Nick P • March 19, 2014 9:49 PM
” I just feel like a monoculture isn’t always best”
It’s not. I’m opposed to it, if you recall. However, right now we have zero trustworthy platforms to build on. A monoculture of 1 trustworthy platform would be a good thing. Then, we build some more from there.
“And re-coding the libraries is no trivial task, there’s a lot of muck for the functionality.”
That is true. There’s short cuts to that which vary by language and platform. It remains a problem. It’s actually similar to why few OS projects get anywhere. There’s so much stuff the lone wolf has to code before it even begins to be functional. Most just give up & their projects die off. That’s why I keep using the word “sponsored.”
“Identity. What if all posts, everyone’s name was “Anonymous”. That’d be freaky. So just spell my damn name right, it’s not that hard! We’ve (Clive & NWFOR) got 3 v 1 vote on that.”
Three of you vs Me, Shakespeare, and Anonymous? You’d draw at best. 😛 Anyways, I figure I’ll be nice and spell it right.
Clive Robinson • March 20, 2014 1:27 AM
@ Nick P,
The Mitre link shows the problem with establishing trust, and from a brief read through it still might be vulnerable (think CPU microcode re-write or backdoor in TPM).
Ultimatly you have to “go to the rainbow” books to see how basic physical protection etc was considered way back and ask if that is even possible these days (to which I’d say probably not).

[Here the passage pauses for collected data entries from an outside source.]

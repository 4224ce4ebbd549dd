// BP Node: sovereign bitcoin wallet backend.
//
// SPDX-License-Identifier: Apache-2.0
//
// Written in 2020-2025 by
//     Dr Maxim Orlovsky <orlovsky@lnp-bp.org>
//
// Copyright (C) 2020-2024 LNP/BP Standards Association. All rights reserved.
// Copyright (C) 2025 LNP/BP Labs, InDCS, Switzerland. All rights reserved.
// Copyright (C) 2020-2025 Dr Maxim Orlovsky. All rights reserved.
//
// Licensed under the Apache License, Version 2.0 (the "License");
// you may not use this file except in compliance with the License.
// You may obtain a copy of the License at
//
//     http://www.apache.org/licenses/LICENSE-2.0
//
// Unless required by applicable law or agreed to in writing, software
// distributed under the License is distributed on an "AS IS" BASIS,
// WITHOUT WARRANTIES OR CONDITIONS OF ANY KIND, either express or implied.
// See the License for the specific language governing permissions and
// limitations under the License.

//! A2: variable-width address-to-block-list index. Entries may span blocks.

use std::path::Path;

use crate::error::BuildError;
use crate::geometry::delimited_block_size;
use crate::writer::{BlockFormat, BlockWriter, ClosedDb};

/// Each block opens with a 4-byte `remaining` count. When the record
/// currently in flight won't reach a boundary within this block, the
/// in-flight address is inlined right after the header so a client landing
/// mid-record can still identify its owner.
pub struct DelimitedFormat {
    address_len: usize,
}

impl DelimitedFormat {
    pub fn new(address_len: usize) -> Self { Self { address_len } }
}

impl BlockFormat for DelimitedFormat {
    fn header_len(&self) -> usize { 4 }

    fn write_header(&mut self, remaining: u32, cur_addr: &[u8], block_size: u64) -> Vec<u8> {
        let mut buf = remaining.to_le_bytes().to_vec();
        // Unsigned subtraction, wrapping on purpose: when the block is too
        // small to ever hold header + address, this wraps to a huge value so
        // the branch below never triggers, instead of inlining an address
        // into a block with no room for it.
        let threshold = block_size.wrapping_sub(4 + self.address_len as u64);
        if remaining as u64 > threshold {
            buf.extend_from_slice(cur_addr);
        }
        buf
    }
}

pub struct DelimitedDb;

impl DelimitedDb {
    /// Builds the database from `(address, record)` pairs, where `record`
    /// already has the address serialized at its front. The block size is
    /// derived from the total byte length of all records and is not
    /// rejected for being smaller than header + address: a database whose
    /// records are small enough to push the computed block size below that
    /// threshold still builds, one byte of payload per block, matching the
    /// behaviour of the original indexer (its inline-address condition is
    /// unsigned and simply never trips in that regime).
    pub fn build(
        out_dir: &Path,
        prefix: &str,
        address_len: usize,
        records: &[(Vec<u8>, Vec<u8>)],
    ) -> Result<ClosedDb, BuildError> {
        let total_bytes: u64 = records.iter().map(|(_, data)| data.len() as u64).sum();
        let block_size = delimited_block_size(total_bytes);

        let mut writer = BlockWriter::open(DelimitedFormat::new(address_len), out_dir, prefix, block_size)?;
        for (address, data) in records {
            writer.start_tx(address)?;
            writer.write(data)?;
            writer.end_tx(address)?;
        }
        Ok(writer.close()?)
    }
}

And that’s the problem one tiny chink in the protective armour and an adversary could slip in unnoticed. It’s why I started my thinking with “You start with a platgorm you assume is untrustworthy, how do you mitigate it?”
Whilst both are exponentialy expensive to implement there is a “sweet spot” crossover by using both methods which makes it economicaly the more acceptable aproach.
However it’s a “Red Queens Race” because we have in many respects hit the buffers on “One CPU systems” a long time ago and almost every where you look there is another “engine” sitting there with Flash memory just waiting to be exploited with an implant in some way.
It’s why I commented to you some time befor the Ed Snowden revelations when taking computers across boarders was being discussed on this blog that I said I did not think I could protect a computer against state level actors.
Clive Robinson • March 20, 2014 2:45 AM
@ Nick P, Figureitout,
ul>That is true. There’s short cuts to that which vary by language and platform. It remains a problem. It’s actually similar to why few OS projects get anywhere. There’s so much stuff the lone wolf has to code before it even begins to be functional. Most just give up & their projects die off. That’s why I keep using the word “sponsored.””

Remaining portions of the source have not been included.